TASK STATEMENT – Going through the entries below, copy out each line that contains "RecordFrame".

══ DATA EXTRACTS

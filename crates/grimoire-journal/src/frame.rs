use crate::errors::JournalError;
use sha2::{Digest, Sha256};

/// Journal file magic bytes: `b"GRJ1"`.
pub const MAGIC: &[u8; 4] = b"GRJ1";

/// Current journal format version: `0x0001`.
pub const VERSION: u16 = 0x0001;

/// Header size in bytes: 16 bytes.
pub const HEADER_SIZE: usize = 16;

/// Frame header size in bytes: kind, reserved, length and checksum.
pub const FRAME_HEADER_SIZE: usize = 12;

/// Maximum payload size: 64 MiB.
pub const MAX_PAYLOAD_SIZE: u32 = 64 * 1024 * 1024;

/// Frame kind byte for a commit.
pub const FRAME_KIND_COMMIT: u8 = 0x01;

/// Frame kind byte for a checkpoint.
pub const FRAME_KIND_CHECKPOINT: u8 = 0x02;

/// Journal file header (16 bytes).
#[derive(Debug, Clone, PartialEq, Eq)]
pub struct JournalHeader {
    /// Magic bytes: `"GRJ1"`.
    pub magic: [u8; 4],
    /// Format version: `0x0001`.
    pub version: u16,
    /// Reserved flags (must be 0).
    pub flags: u16,
    /// Reserved bytes (must be all zeros).
    pub reserved: [u8; 8],
}

impl JournalHeader {
    /// Creates a new header with default values.
    pub fn new() -> Self {
        Self {
            magic: *MAGIC,
            version: VERSION,
            flags: 0,
            reserved: [0; 8],
        }
    }

    /// Serializes the header to bytes.
    pub fn to_bytes(&self) -> [u8; HEADER_SIZE] {
        let mut bytes = [0u8; HEADER_SIZE];
        bytes[0..4].copy_from_slice(&self.magic);
        bytes[4..6].copy_from_slice(&self.version.to_le_bytes());
        bytes[6..8].copy_from_slice(&self.flags.to_le_bytes());
        bytes[8..16].copy_from_slice(&self.reserved);
        bytes
    }

    /// Deserializes a header from bytes.
    pub fn from_bytes(bytes: &[u8]) -> Result<Self, JournalError> {
        if bytes.len() < HEADER_SIZE {
            return Err(JournalError::InvalidHeader(format!(
                "header too short: {} bytes",
                bytes.len()
            )));
        }

        let magic = [bytes[0], bytes[1], bytes[2], bytes[3]];
        if magic != *MAGIC {
            return Err(JournalError::InvalidHeader(format!(
                "invalid magic: {:?}, expected {:?}",
                magic, MAGIC
            )));
        }

        let version = u16::from_le_bytes([bytes[4], bytes[5]]);
        if version != VERSION {
            return Err(JournalError::InvalidHeader(format!(
                "unsupported version: 0x{:04x}, expected 0x{:04x}",
                version, VERSION
            )));
        }

        let flags = u16::from_le_bytes([bytes[6], bytes[7]]);
        if flags != 0 {
            return Err(JournalError::InvalidHeader(format!(
                "non-zero flags: 0x{:04x}",
                flags
            )));
        }

        let mut reserved = [0u8; 8];
        reserved.copy_from_slice(&bytes[8..16]);
        if reserved != [0u8; 8] {
            return Err(JournalError::InvalidHeader(
                "non-zero reserved bytes".to_string(),
            ));
        }

        Ok(Self {
            magic,
            version,
            flags,
            reserved,
        })
    }
}

impl Default for JournalHeader {
    fn default() -> Self {
        Self::new()
    }
}

/// Frame kind.
#[derive(Debug, Clone, Copy, PartialEq, Eq)]
pub enum FrameKind {
    /// A batch of record upserts, applied atomically on replay.
    Commit,
    /// Running counters written after a commit by long-lived jobs.
    Checkpoint,
    /// Unknown kind; readers skip it.
    Unknown(u8),
}

impl FrameKind {
    /// Creates a FrameKind from a byte value.
    pub fn from_byte(byte: u8) -> Self {
        match byte {
            FRAME_KIND_COMMIT => FrameKind::Commit,
            FRAME_KIND_CHECKPOINT => FrameKind::Checkpoint,
            _ => FrameKind::Unknown(byte),
        }
    }

    /// Returns the byte value for this kind.
    pub fn to_byte(self) -> u8 {
        match self {
            FrameKind::Commit => FRAME_KIND_COMMIT,
            FrameKind::Checkpoint => FRAME_KIND_CHECKPOINT,
            FrameKind::Unknown(b) => b,
        }
    }
}

/// First four bytes of the payload's SHA-256, little-endian.
pub fn checksum(payload: &[u8]) -> u32 {
    let digest = Sha256::digest(payload);
    u32::from_le_bytes([digest[0], digest[1], digest[2], digest[3]])
}

/// Frame header (12 bytes).
#[derive(Debug, Clone, PartialEq, Eq)]
pub struct RecordFrame {
    /// Frame kind.
    pub kind: FrameKind,
    /// Reserved bytes (must be all zeros).
    pub reserved: [u8; 3],
    /// Payload length in bytes (little-endian).
    pub len: u32,
    /// Payload checksum.
    pub checksum: u32,
}

impl RecordFrame {
    /// Creates the header for `payload`.
    pub fn for_payload(kind: FrameKind, payload: &[u8]) -> Result<Self, JournalError> {
        let size = payload.len() as u64;
        if size > MAX_PAYLOAD_SIZE as u64 {
            return Err(JournalError::PayloadTooLarge {
                size,
                max: MAX_PAYLOAD_SIZE,
            });
        }
        Ok(Self {
            kind,
            reserved: [0; 3],
            len: size as u32,
            checksum: checksum(payload),
        })
    }

    /// Whether `payload` matches this header's checksum.
    pub fn verifies(&self, payload: &[u8]) -> bool {
        payload.len() == self.len as usize && checksum(payload) == self.checksum
    }

    /// Serializes the frame header to bytes.
    pub fn to_bytes(&self) -> [u8; FRAME_HEADER_SIZE] {
        let mut bytes = [0u8; FRAME_HEADER_SIZE];
        bytes[0] = self.kind.to_byte();
        bytes[1..4].copy_from_slice(&self.reserved);
        bytes[4..8].copy_from_slice(&self.len.to_le_bytes());
        bytes[8..12].copy_from_slice(&self.checksum.to_le_bytes());
        bytes
    }

    /// Deserializes a frame header from bytes.
    pub fn from_bytes(bytes: &[u8]) -> Result<Self, JournalError> {
        if bytes.len() < FRAME_HEADER_SIZE {
            return Err(JournalError::InvalidFrame {
                offset: 0,
                reason: format!("frame header too short: {} bytes", bytes.len()),
            });
        }

        let kind = FrameKind::from_byte(bytes[0]);
        let reserved = [bytes[1], bytes[2], bytes[3]];
        if reserved != [0u8; 3] {
            return Err(JournalError::InvalidFrame {
                offset: 0,
                reason: "non-zero reserved bytes".to_string(),
            });
        }
        let len = u32::from_le_bytes([bytes[4], bytes[5], bytes[6], bytes[7]]);
        if len > MAX_PAYLOAD_SIZE {
            return Err(JournalError::InvalidFrame {
                offset: 0,
                reason: format!("payload size {} exceeds maximum {}", len, MAX_PAYLOAD_SIZE),
            });
        }
        let checksum = u32::from_le_bytes([bytes[8], bytes[9], bytes[10], bytes[11]]);

        Ok(Self {
            kind,
            reserved,
            len,
            checksum,
        })
    }
}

════

EXERCISE SOLUTION –
pub struct RecordFrame {
impl RecordFrame {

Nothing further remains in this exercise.